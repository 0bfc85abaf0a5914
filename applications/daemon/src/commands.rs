/// Line-based command input on stdin
///
/// ```text
/// sync            sync every target now
/// sync <id>       sync one target now
/// watch on|off    enable or disable acting on local changes
/// status          print the current status table
/// rescan          look for new or removed markers now
/// quit            shut down gracefully
/// ```
use crate::report::render_status;
use tokio::io::{AsyncBufReadExt, BufReader};
use tokio::sync::mpsc;
use tokio::task::JoinHandle;
use turbo_core::{Command, TargetId, TriggerScope};
use turbo_sync::WatchStatusReporter;

/// One parsed stdin line
#[derive(Debug, Clone, PartialEq, Eq)]
pub enum StdinRequest {
    Command(Command),
    Status,
}

/// Parse one line; `Ok(None)` for blank lines
pub fn parse_line(line: &str) -> Result<Option<StdinRequest>, String> {
    let mut words = line.split_whitespace();
    let Some(verb) = words.next() else {
        return Ok(None);
    };
    let rest: Vec<&str> = words.collect();

    let request = match (verb.to_ascii_lowercase().as_str(), rest.as_slice()) {
        ("sync", []) => StdinRequest::Command(Command::TriggerSync {
            scope: TriggerScope::All,
        }),
        ("sync", [id]) => StdinRequest::Command(Command::TriggerSync {
            scope: TriggerScope::Target(TargetId::new(*id)),
        }),
        ("watch", ["on"]) => StdinRequest::Command(Command::ToggleWatch { enabled: true }),
        ("watch", ["off"]) => StdinRequest::Command(Command::ToggleWatch { enabled: false }),
        ("status", []) => StdinRequest::Status,
        ("rescan", []) => StdinRequest::Command(Command::Rescan),
        ("quit" | "exit", []) => StdinRequest::Command(Command::Shutdown),
        _ => return Err(format!("unrecognized command: {}", line.trim())),
    };

    Ok(Some(request))
}

/// Read commands from stdin until EOF or until the scheduler goes away
pub fn spawn_stdin_commands(
    commands: mpsc::Sender<Command>,
    status: WatchStatusReporter,
) -> JoinHandle<()> {
    tokio::spawn(async move {
        let mut lines = BufReader::new(tokio::io::stdin()).lines();

        loop {
            let line = match lines.next_line().await {
                Ok(Some(line)) => line,
                Ok(None) => {
                    tracing::debug!("stdin closed, no more commands");
                    break;
                }
                Err(e) => {
                    tracing::warn!("Failed to read stdin: {}", e);
                    break;
                }
            };

            match parse_line(&line) {
                Ok(Some(StdinRequest::Command(command))) => {
                    if commands.send(command).await.is_err() {
                        break;
                    }
                }
                Ok(Some(StdinRequest::Status)) => {
                    print!("{}", render_status(&status.latest()));
                }
                Ok(None) => {}
                Err(message) => tracing::warn!("{}", message),
            }
        }
    })
}
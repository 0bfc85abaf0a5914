/// Dependency and environment checks for `turbosync check`
use std::path::Path;
use std::process::Stdio;
use std::time::Duration;
use tokio::process::Command;
use turbo_core::SyncConfig;

/// How long a `version` probe may take
const PROBE_TIMEOUT: Duration = Duration::from_secs(10);

/// File written and removed to prove the local root is writable
const PROBE_FILE: &str = ".turbosync-check";

/// Result of one check
#[derive(Debug, Clone, PartialEq, Eq)]
pub struct CheckResult {
    pub name: String,
    pub ok: bool,
    pub detail: String,
}

impl CheckResult {
    fn pass(name: impl Into<String>, detail: impl Into<String>) -> Self {
        Self {
            name: name.into(),
            ok: true,
            detail: detail.into(),
        }
    }

    fn fail(name: impl Into<String>, detail: impl Into<String>) -> Self {
        Self {
            name: name.into(),
            ok: false,
            detail: detail.into(),
        }
    }

    /// One line for the terminal
    pub fn line(&self) -> String {
        format!(
            "[{}] {}: {}",
            if self.ok { " ok " } else { "FAIL" },
            self.name,
            self.detail
        )
    }
}

/// Run every check against `config`
pub async fn run_checks(config: &SyncConfig) -> Vec<CheckResult> {
    let mut results = vec![
        binary_runs("sync engine", &config.executor.binary, "version").await,
    ];
    for engine in &config.engines {
        results.push(
            binary_runs(&format!("{} engine", engine.role), &engine.binary, "--version").await,
        );
    }
    results.push(remote_root(&config.paths.remote_root));
    results.push(local_root(&config.paths.local_root));
    results
}

/// The binary starts and exits successfully
pub async fn binary_runs(name: &str, binary: &Path, arg: &str) -> CheckResult {
    let mut command = Command::new(binary);
    command
        .arg(arg)
        .stdin(Stdio::null())
        .stdout(Stdio::piped())
        .stderr(Stdio::piped())
        .kill_on_drop(true);

    match tokio::time::timeout(PROBE_TIMEOUT, command.output()).await {
        Err(_) => CheckResult::fail(name, format!("{} did not answer", binary.display())),
        Ok(Err(e)) => CheckResult::fail(name, format!("cannot run {}: {}", binary.display(), e)),
        Ok(Ok(output)) if output.status.success() => {
            let stdout = String::from_utf8_lossy(&output.stdout);
            let version = stdout.lines().next().unwrap_or("").trim();
            CheckResult::pass(
                name,
                if version.is_empty() {
                    binary.display().to_string()
                } else {
                    version.to_string()
                },
            )
        }
        Ok(Ok(output)) => CheckResult::fail(
            name,
            format!("{} exited with {}", binary.display(), output.status),
        ),
    }
}

/// The remote root is mounted
pub fn remote_root(path: &Path) -> CheckResult {
    if path.is_dir() {
        CheckResult::pass("remote root", path.display().to_string())
    } else {
        CheckResult::fail(
            "remote root",
            format!("{} is not a mounted directory", path.display()),
        )
    }
}

/// The local root exists (or can be created) and is writable
pub fn local_root(path: &Path) -> CheckResult {
    if let Err(e) = std::fs::create_dir_all(path) {
        return CheckResult::fail(
            "local root",
            format!("cannot create {}: {}", path.display(), e),
        );
    }

    let probe = path.join(PROBE_FILE);
    let written = std::fs::write(&probe, b"turbosync").and_then(|()| std::fs::remove_file(&probe));
    match written {
        Ok(()) => CheckResult::pass("local root", path.display().to_string()),
        Err(e) => CheckResult::fail(
            "local root",
            format!("{} is not writable: {}", path.display(), e),
        ),
    }
}
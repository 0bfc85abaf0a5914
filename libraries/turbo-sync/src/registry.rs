//! Sync Target Registry
//!
//! The registry exclusively owns every `SyncTarget`. All writes go through
//! [`TargetRegistry::apply`], which takes the write lock once per update and
//! checks the state machine, so discovery results, scheduler transitions and
//! job results can never interleave on the same target.

use chrono::Utc;
use std::collections::{BTreeMap, HashSet};
use std::sync::Arc;
use tokio::sync::RwLock;
use turbo_core::{
    FailureKind, JobOutcome, SyncJob, SyncStatus, SyncTarget, TargetId, TargetState, TurboError,
};

/// One serialized change to the registry
#[derive(Debug, Clone)]
pub enum RegistryUpdate {
    /// Newly discovered targets; ids already present are left untouched
    Discovered(Vec<SyncTarget>),

    /// Targets whose marker disappeared
    Removed(Vec<TargetId>),

    /// `Idle | Retrying -> Queued`
    Queued { id: TargetId },

    /// `Queued -> Running`
    Started { id: TargetId, attempt: u32 },

    /// `Running -> Idle` or `Running -> Retrying` with the job's result
    Finished { job: SyncJob, retry: bool },

    /// `Queued | Retrying -> Idle(failed)` without running
    Abandoned {
        id: TargetId,
        kind: FailureKind,
        message: String,
    },

    /// Shutdown: nothing is left `Running`, `Queued` or `Retrying`
    Flush,
}

/// What an update changed
#[derive(Debug, Clone, Default, PartialEq, Eq)]
pub struct UpdateEffect {
    /// Ids added or removed by the update
    pub changed: Vec<TargetId>,
}

/// Shared, serialized store of sync targets
#[derive(Debug, Clone, Default)]
pub struct TargetRegistry {
    inner: Arc<RwLock<BTreeMap<TargetId, SyncTarget>>>,
}

impl TargetRegistry {
    pub fn new() -> Self {
        Self::default()
    }

    /// Apply one update atomically
    pub async fn apply(&self, update: RegistryUpdate) -> Result<UpdateEffect, TurboError> {
        let mut targets = self.inner.write().await;
        apply_locked(&mut targets, update)
    }

    pub async fn get(&self, id: &TargetId) -> Option<SyncTarget> {
        self.inner.read().await.get(id).cloned()
    }

    pub async fn contains(&self, id: &TargetId) -> bool {
        self.inner.read().await.contains_key(id)
    }

    pub async fn ids(&self) -> HashSet<TargetId> {
        self.inner.read().await.keys().cloned().collect()
    }

    /// All targets ordered by id
    pub async fn snapshot(&self) -> Vec<SyncTarget> {
        self.inner.read().await.values().cloned().collect()
    }

    /// Ids of targets in `Idle`, ordered by id
    pub async fn idle_ids(&self) -> Vec<TargetId> {
        self.inner
            .read()
            .await
            .values()
            .filter(|t| t.state == TargetState::Idle)
            .map(|t| t.id.clone())
            .collect()
    }

    pub async fn running_count(&self) -> usize {
        self.inner
            .read()
            .await
            .values()
            .filter(|t| t.running)
            .count()
    }

    pub async fn len(&self) -> usize {
        self.inner.read().await.len()
    }

    pub async fn is_empty(&self) -> bool {
        self.inner.read().await.is_empty()
    }
}

fn apply_locked(
    targets: &mut BTreeMap<TargetId, SyncTarget>,
    update: RegistryUpdate,
) -> Result<UpdateEffect, TurboError> {
    let mut effect = UpdateEffect::default();

    match update {
        RegistryUpdate::Discovered(found) => {
            for target in found {
                if !targets.contains_key(&target.id) {
                    effect.changed.push(target.id.clone());
                    targets.insert(target.id.clone(), target);
                }
            }
        }

        RegistryUpdate::Removed(ids) => {
            for id in ids {
                if targets.remove(&id).is_some() {
                    effect.changed.push(id);
                }
            }
        }

        RegistryUpdate::Queued { id } => {
            let target = lookup(targets, &id)?;
            transition(target, &[TargetState::Idle, TargetState::Retrying], TargetState::Queued)?;
        }

        RegistryUpdate::Started { id, attempt } => {
            let target = lookup(targets, &id)?;
            transition(target, &[TargetState::Queued], TargetState::Running)?;
            target.running = true;
            target.last_status = SyncStatus::Running;
            target.attempt = attempt;
        }

        RegistryUpdate::Finished { job, retry } => {
            let target = lookup(targets, &job.target_id)?;
            let next = if retry {
                TargetState::Retrying
            } else {
                TargetState::Idle
            };
            transition(target, &[TargetState::Running], next)?;
            target.running = false;
            target.attempt = job.attempt;

            match job.outcome {
                Some(JobOutcome::Succeeded) => {
                    target.last_status = SyncStatus::Succeeded;
                    target.last_sync_at = Some(job.ended_at.unwrap_or_else(Utc::now));
                    target.last_failure = None;
                    target.last_message = None;
                }
                Some(JobOutcome::Failed { kind, message }) => {
                    target.last_status = SyncStatus::Failed;
                    target.last_failure = Some(kind);
                    target.last_message = Some(message);
                }
                None => {
                    target.last_status = SyncStatus::Failed;
                    target.last_failure = Some(FailureKind::Cancelled);
                    target.last_message = Some("job ended without an outcome".to_string());
                }
            }
        }

        RegistryUpdate::Abandoned { id, kind, message } => {
            let target = lookup(targets, &id)?;
            transition(
                target,
                &[TargetState::Queued, TargetState::Retrying],
                TargetState::Idle,
            )?;
            target.last_status = SyncStatus::Failed;
            target.last_failure = Some(kind);
            target.last_message = Some(message);
        }

        RegistryUpdate::Flush => {
            for target in targets.values_mut() {
                if target.running || target.state == TargetState::Running {
                    target.running = false;
                    target.last_status = SyncStatus::Failed;
                    target.last_failure = Some(FailureKind::Cancelled);
                    target.last_message = Some("interrupted by shutdown".to_string());
                }
                target.state = TargetState::Idle;
            }
        }
    }

    Ok(effect)
}

fn lookup<'a>(
    targets: &'a mut BTreeMap<TargetId, SyncTarget>,
    id: &TargetId,
) -> Result<&'a mut SyncTarget, TurboError> {
    targets
        .get_mut(id)
        .ok_or_else(|| TurboError::TargetNotFound(id.clone()))
}

fn transition(
    target: &mut SyncTarget,
    allowed_from: &[TargetState],
    to: TargetState,
) -> Result<(), TurboError> {
    if !allowed_from.contains(&target.state) {
        return Err(TurboError::InvalidTransition {
            target: target.id.clone(),
            from: target.state,
            to,
        });
    }
    target.state = to;
    Ok(())
}
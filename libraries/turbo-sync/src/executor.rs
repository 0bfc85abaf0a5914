//! Sync Executor
//!
//! Runs one job for one target: prepares the local directory, invokes the
//! sync engine through a `ProcessSupervisor`, re-runs once with `--resync`
//! when the engine asks for it, and classifies the result.

use crate::command::Invocation;
use crate::supervisor::{ProcessExit, ProcessReport, ProcessSpec, ProcessSupervisor};
use chrono::Utc;
use std::sync::Arc;
use tokio::time::Instant;
use tokio_util::sync::CancellationToken;
use tracing::{info, warn};
use turbo_core::config::ExecutorSettings;
use turbo_core::{FailureKind, JobOutcome, SyncConfig, SyncJob, SyncTarget};

/// Executes sync jobs
pub struct SyncExecutor {
    config: Arc<SyncConfig>,
    supervisor: Arc<dyn ProcessSupervisor>,
}

impl SyncExecutor {
    pub fn new(config: Arc<SyncConfig>, supervisor: Arc<dyn ProcessSupervisor>) -> Self {
        Self { config, supervisor }
    }

    /// Run `job` against `target` and return it with its outcome recorded
    pub async fn run(
        &self,
        mut job: SyncJob,
        target: &SyncTarget,
        cancel: CancellationToken,
    ) -> SyncJob {
        let settings = &self.config.executor;
        job.started_at = Some(Utc::now());

        info!(
            target_id = %job.target_id,
            trigger = %job.trigger,
            attempt = job.attempt,
            "Starting sync"
        );

        if let Err(e) = tokio::fs::create_dir_all(&target.local_path).await {
            let outcome = JobOutcome::failed(
                FailureKind::Fatal,
                format!(
                    "cannot create local directory {}: {}",
                    target.local_path.display(),
                    e
                ),
            );
            return self.finish(job, outcome);
        }

        let deadline = Instant::now() + settings.job_timeout();
        let mut resync = false;

        let (report, outcome) = loop {
            let invocation = Invocation::build(settings, target, resync);
            let spec = ProcessSpec {
                program: invocation.program.clone(),
                args: invocation.args.clone(),
                target_id: job.target_id.clone(),
                timeout: deadline.saturating_duration_since(Instant::now()),
                kill_grace: settings.kill_grace(),
                tail_lines: settings.output_tail_lines,
                cancel: cancel.clone(),
            };

            tracing::debug!(target_id = %job.target_id, "Running {}", invocation.display());

            let report = match self.supervisor.run(spec).await {
                Ok(report) => report,
                Err(e) => {
                    let outcome = JobOutcome::failed(FailureKind::Fatal, e.to_string());
                    return self.finish(job, outcome);
                }
            };

            if let ProcessExit::Exited(code) = report.exit {
                if !resync && settings.resync_exit_codes.contains(&code) {
                    warn!(
                        target_id = %job.target_id,
                        code,
                        "Sync engine requested a resync, re-running with --resync"
                    );
                    resync = true;
                    continue;
                }
            }

            let outcome = classify(settings, &report);
            break (report, outcome);
        };

        if let ProcessExit::Exited(code) = report.exit {
            job.exit_code = Some(code);
        }

        self.finish(job, outcome)
    }

    fn finish(&self, mut job: SyncJob, outcome: JobOutcome) -> SyncJob {
        match &outcome {
            JobOutcome::Succeeded => {
                info!(target_id = %job.target_id, attempt = job.attempt, "Sync succeeded");
            }
            JobOutcome::Failed { kind, message } => {
                warn!(
                    target_id = %job.target_id,
                    attempt = job.attempt,
                    kind = %kind,
                    "Sync failed: {}",
                    message
                );
            }
        }
        job.finish(outcome);
        job
    }
}

/// Classify how a run ended
pub fn classify(settings: &ExecutorSettings, report: &ProcessReport) -> JobOutcome {
    let detail = |summary: String| match report.tail.last() {
        Some(line) if !line.is_empty() => format!("{}: {}", summary, line),
        _ => summary,
    };

    match report.exit {
        ProcessExit::Exited(0) => JobOutcome::Succeeded,
        ProcessExit::Exited(code) if settings.fatal_exit_codes.contains(&code) => {
            JobOutcome::failed(FailureKind::Fatal, detail(format!("exit code {}", code)))
        }
        ProcessExit::Exited(code) => {
            JobOutcome::failed(FailureKind::Transient, detail(format!("exit code {}", code)))
        }
        ProcessExit::Signaled => JobOutcome::failed(
            FailureKind::Transient,
            detail("terminated by signal".to_string()),
        ),
        ProcessExit::TimedOut => JobOutcome::failed(
            FailureKind::Timeout,
            format!("timed out after {}s", settings.job_timeout_secs),
        ),
        ProcessExit::Cancelled => JobOutcome::failed(FailureKind::Cancelled, "cancelled"),
    }
}
mod engine;
mod ids;
mod job;
mod target;

pub use engine::{EngineHealth, EngineReadiness, EngineRole};
pub use ids::TargetId;
pub use job::{FailureKind, JobOutcome, SyncJob, SyncTrigger};
pub use target::{SyncStatus, SyncTarget, TargetState};
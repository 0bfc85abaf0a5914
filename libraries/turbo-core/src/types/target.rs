//! Sync target types
//!
//! A sync target is one remote directory carrying a marker file, paired with
//! its local counterpart. The registry owns these; everything else refers to
//! them by `TargetId`.

use super::ids::TargetId;
use super::job::FailureKind;
use chrono::{DateTime, Utc};
use serde::{Deserialize, Serialize};
use std::path::PathBuf;

/// Last known result of syncing a target
#[derive(Debug, Clone, Copy, PartialEq, Eq, Serialize, Deserialize, Default)]
#[serde(rename_all = "lowercase")]
pub enum SyncStatus {
    /// Never synced since discovery
    #[default]
    Never,
    /// Last job succeeded
    Succeeded,
    /// Last job failed
    Failed,
    /// A job is currently running
    Running,
}

impl SyncStatus {
    /// Convert to string representation
    #[must_use]
    pub fn as_str(&self) -> &'static str {
        match self {
            Self::Never => "never",
            Self::Succeeded => "succeeded",
            Self::Failed => "failed",
            Self::Running => "running",
        }
    }
}

impl std::fmt::Display for SyncStatus {
    fn fmt(&self, f: &mut std::fmt::Formatter<'_>) -> std::fmt::Result {
        write!(f, "{}", self.as_str())
    }
}

/// Scheduler state of a target
///
/// `Idle` covers both "succeeded" and "failed"; `SyncStatus` carries which.
#[derive(Debug, Clone, Copy, PartialEq, Eq, Serialize, Deserialize, Default)]
#[serde(rename_all = "lowercase")]
pub enum TargetState {
    /// Nothing outstanding
    #[default]
    Idle,
    /// Admitted, waiting for a worker slot
    Queued,
    /// A job is running
    Running,
    /// Waiting on a retry backoff timer
    Retrying,
}

impl TargetState {
    /// Convert to string representation
    #[must_use]
    pub fn as_str(&self) -> &'static str {
        match self {
            Self::Idle => "idle",
            Self::Queued => "queued",
            Self::Running => "running",
            Self::Retrying => "retrying",
        }
    }

    /// Whether a job is queued, running or waiting to be retried
    #[must_use]
    pub fn is_outstanding(&self) -> bool {
        !matches!(self, Self::Idle)
    }
}

impl std::fmt::Display for TargetState {
    fn fmt(&self, f: &mut std::fmt::Formatter<'_>) -> std::fmt::Result {
        write!(f, "{}", self.as_str())
    }
}

/// One directory pair to mirror
#[derive(Debug, Clone, PartialEq, Eq, Serialize, Deserialize)]
pub struct SyncTarget {
    /// Stable key derived from the path under the remote root
    pub id: TargetId,

    /// Absolute path of the directory under the remote root
    pub remote_path: PathBuf,

    /// Absolute path of the local counterpart
    pub local_path: PathBuf,

    /// Whether the marker file was present on the last scan
    pub marker_present: bool,

    /// When the last successful job finished
    pub last_sync_at: Option<DateTime<Utc>>,

    /// Last known result
    pub last_status: SyncStatus,

    /// Set while a job for this target is running
    pub running: bool,

    /// Scheduler state
    pub state: TargetState,

    /// Classification of the last failure, cleared on success
    pub last_failure: Option<FailureKind>,

    /// Human readable detail of the last outcome
    pub last_message: Option<String>,

    /// Attempt number of the current or last job (1-based, 0 before the first job)
    pub attempt: u32,
}

impl SyncTarget {
    /// Create a freshly discovered target
    pub fn new(id: TargetId, remote_path: PathBuf, local_path: PathBuf) -> Self {
        Self {
            id,
            remote_path,
            local_path,
            marker_present: true,
            last_sync_at: None,
            last_status: SyncStatus::Never,
            running: false,
            state: TargetState::Idle,
            last_failure: None,
            last_message: None,
            attempt: 0,
        }
    }

    /// Whether the target sits in `Idle` after a failed job
    #[must_use]
    pub fn is_idle_failed(&self) -> bool {
        self.state == TargetState::Idle && self.last_status == SyncStatus::Failed
    }
}
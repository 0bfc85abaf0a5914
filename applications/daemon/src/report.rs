/// Status feed adapters used by the daemon
use std::collections::HashMap;
use std::io::Write;
use std::sync::{Arc, Mutex, PoisonError};
use turbo_core::{
    EngineReadiness, EngineRole, StatusReporter, StatusSnapshot, SyncStatus, SyncTarget, TargetId,
    TargetState,
};

/// Forwards every snapshot to several reporters
#[derive(Default, Clone)]
pub struct FanoutReporter {
    reporters: Vec<Arc<dyn StatusReporter>>,
}

impl FanoutReporter {
    pub fn new() -> Self {
        Self::default()
    }

    pub fn with(mut self, reporter: Arc<dyn StatusReporter>) -> Self {
        self.reporters.push(reporter);
        self
    }
}

impl StatusReporter for FanoutReporter {
    fn report(&self, snapshot: &StatusSnapshot) {
        for reporter in &self.reporters {
            reporter.report(snapshot);
        }
    }
}

#[derive(Debug, Default)]
struct Seen {
    targets: HashMap<TargetId, (TargetState, SyncStatus)>,
    engines: HashMap<EngineRole, (EngineReadiness, u32)>,
    watch: Option<(bool, bool)>,
}

/// Logs one line per observable change; optionally prints JSON snapshots
#[derive(Debug, Default)]
pub struct LogReporter {
    json_lines: bool,
    seen: Mutex<Seen>,
}

impl LogReporter {
    pub fn new(json_lines: bool) -> Self {
        Self {
            json_lines,
            seen: Mutex::new(Seen::default()),
        }
    }

    /// Human readable description of every change since the last snapshot
    fn changes(&self, snapshot: &StatusSnapshot) -> Vec<String> {
        let mut seen = self.seen.lock().unwrap_or_else(PoisonError::into_inner);
        let mut lines = Vec::new();

        let current: HashMap<&TargetId, &SyncTarget> =
            snapshot.targets.iter().map(|t| (&t.id, t)).collect();
        seen.targets.retain(|id, _| {
            let keep = current.contains_key(id);
            if !keep {
                lines.push(format!("{}: removed", id));
            }
            keep
        });

        for target in &snapshot.targets {
            let now = (target.state, target.last_status);
            if seen.targets.get(&target.id) == Some(&now) {
                continue;
            }
            seen.targets.insert(target.id.clone(), now);
            lines.push(describe_target(target));
        }

        for engine in &snapshot.engines {
            let now = (engine.readiness(), engine.restart_count);
            if seen.engines.get(&engine.role) == Some(&now) {
                continue;
            }
            seen.engines.insert(engine.role, now);
            lines.push(format!(
                "engine {}: {:?} (restarts: {})",
                engine.role, now.0, engine.restart_count
            ));
        }

        let watch = (snapshot.watch_enabled, snapshot.watch_available);
        if seen.watch != Some(watch) {
            seen.watch = Some(watch);
            lines.push(format!(
                "file watching: {}{}",
                if watch.0 { "enabled" } else { "disabled" },
                if watch.1 { "" } else { " (unavailable)" }
            ));
        }

        lines
    }
}

impl StatusReporter for LogReporter {
    fn report(&self, snapshot: &StatusSnapshot) {
        for line in self.changes(snapshot) {
            tracing::info!("{}", line);
        }

        if self.json_lines {
            match serde_json::to_string(snapshot) {
                Ok(json) => {
                    let mut out = std::io::stdout().lock();
                    let _ = writeln!(out, "{}", json);
                    let _ = out.flush();
                }
                Err(e) => tracing::warn!("Failed to serialize status: {}", e),
            }
        }
    }
}

fn describe_target(target: &SyncTarget) -> String {
    let mut line = format!("{}: {} ({})", target.id, target.state, target.last_status);
    if target.last_status == SyncStatus::Failed {
        if let Some(message) = &target.last_message {
            line.push_str(": ");
            line.push_str(message);
        }
    }
    line
}

/// Table of targets and engines for the `status` stdin command
pub fn render_status(snapshot: &StatusSnapshot) -> String {
    let width = snapshot
        .targets
        .iter()
        .map(|t| t.id.as_str().len())
        .max()
        .unwrap_or(0)
        .max("TARGET".len());

    let mut out = format!(
        "{:<width$}  {:<9}  {:<9}  {}\n",
        "TARGET",
        "STATE",
        "STATUS",
        "LAST SYNC",
        width = width
    );
    for target in &snapshot.targets {
        let last_sync = target
            .last_sync_at
            .map(|at| at.format("%Y-%m-%d %H:%M:%S").to_string())
            .unwrap_or_else(|| "-".to_string());
        out.push_str(&format!(
            "{:<width$}  {:<9}  {:<9}  {}\n",
            target.id.as_str(),
            target.state.as_str(),
            target.last_status.as_str(),
            last_sync,
            width = width
        ));
    }

    for engine in &snapshot.engines {
        out.push_str(&format!(
            "engine {}: {:?}, restarts {}\n",
            engine.role,
            engine.readiness(),
            engine.restart_count
        ));
    }
    out.push_str(&format!(
        "watch: {}\n",
        if snapshot.watch_enabled { "on" } else { "off" }
    ));
    out
}
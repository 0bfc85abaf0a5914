//! Status feed adapter backed by a `tokio::sync::watch` channel

use tokio::sync::watch;
use turbo_core::{StatusReporter, StatusSnapshot};

/// Keeps the latest snapshot for any number of readers
#[derive(Debug, Clone)]
pub struct WatchStatusReporter {
    tx: watch::Sender<StatusSnapshot>,
}

impl WatchStatusReporter {
    pub fn new() -> Self {
        let (tx, _rx) = watch::channel(StatusSnapshot::empty());
        Self { tx }
    }

    pub fn subscribe(&self) -> watch::Receiver<StatusSnapshot> {
        self.tx.subscribe()
    }

    pub fn latest(&self) -> StatusSnapshot {
        self.tx.borrow().clone()
    }
}

impl Default for WatchStatusReporter {
    fn default() -> Self {
        Self::new()
    }
}

impl StatusReporter for WatchStatusReporter {
    fn report(&self, snapshot: &StatusSnapshot) {
        // send_replace works with no receivers
        self.tx.send_replace(snapshot.clone());
    }
}
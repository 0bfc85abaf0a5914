//! Sync engine invocation building.
//!
//! Arguments are built from the trusted template and the target's paths only.
//! Placeholders are replaced inside individual arguments; nothing ever goes
//! through a shell, so a path with spaces or quotes stays one argument.

use std::ffi::{OsStr, OsString};
use std::path::PathBuf;
use turbo_core::config::{ExecutorSettings, ID_PLACEHOLDER, LOCAL_PLACEHOLDER, REMOTE_PLACEHOLDER};
use turbo_core::SyncTarget;

/// Option that selects a full resync of both sides
pub const RESYNC_FLAG: &str = "--resync";

/// Options removed from `extra_options`; bisync is already bidirectional
const DROPPED_OPTIONS: &[&str] = &["--bidir"];

/// Fully built command line for one run of the sync engine
#[derive(Debug, Clone, PartialEq, Eq)]
pub struct Invocation {
    pub program: PathBuf,
    pub args: Vec<OsString>,
}

impl Invocation {
    /// Build the invocation for `target`, optionally with `--resync` appended
    pub fn build(settings: &ExecutorSettings, target: &SyncTarget, resync: bool) -> Self {
        let mut args: Vec<OsString> = settings
            .args
            .iter()
            .map(|arg| substitute(arg, target))
            .collect();

        args.extend(
            settings
                .extra_options
                .iter()
                .filter(|opt| !DROPPED_OPTIONS.contains(&opt.as_str()))
                .map(|opt| substitute(opt, target)),
        );

        if resync {
            args.push(OsString::from(RESYNC_FLAG));
        }

        Self {
            program: settings.binary.clone(),
            args,
        }
    }

    /// Human readable command line for logs
    pub fn display(&self) -> String {
        let mut line = self.program.display().to_string();
        for arg in &self.args {
            line.push(' ');
            line.push_str(&arg.to_string_lossy());
        }
        line
    }
}

/// Split legacy whitespace-separated options, dropping `--bidir`
pub fn split_options(options: &str) -> Vec<String> {
    options
        .split_whitespace()
        .filter(|opt| !DROPPED_OPTIONS.contains(opt))
        .map(str::to_string)
        .collect()
}

fn substitute(template: &str, target: &SyncTarget) -> OsString {
    let replacements: [(&str, &OsStr); 3] = [
        (REMOTE_PLACEHOLDER, target.remote_path.as_os_str()),
        (LOCAL_PLACEHOLDER, target.local_path.as_os_str()),
        (ID_PLACEHOLDER, OsStr::new(target.id.as_str())),
    ];

    let mut out = OsString::new();
    let mut rest = template;

    loop {
        let next = replacements
            .iter()
            .filter_map(|(key, value)| rest.find(key).map(|pos| (pos, *key, *value)))
            .min_by_key(|(pos, _, _)| *pos);

        match next {
            Some((pos, key, value)) => {
                out.push(&rest[..pos]);
                out.push(value);
                rest = &rest[pos + key.len()..];
            }
            None => {
                out.push(rest);
                return out;
            }
        }
    }
}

TASK DETAILS —
Search the entries for the word "words" and pick out every line that holds it.

EXERCISE RESULT —
    let mut words = line.split_whitespace();
    let Some(verb) = words.next() else {
    let rest: Vec<&str> = words.collect();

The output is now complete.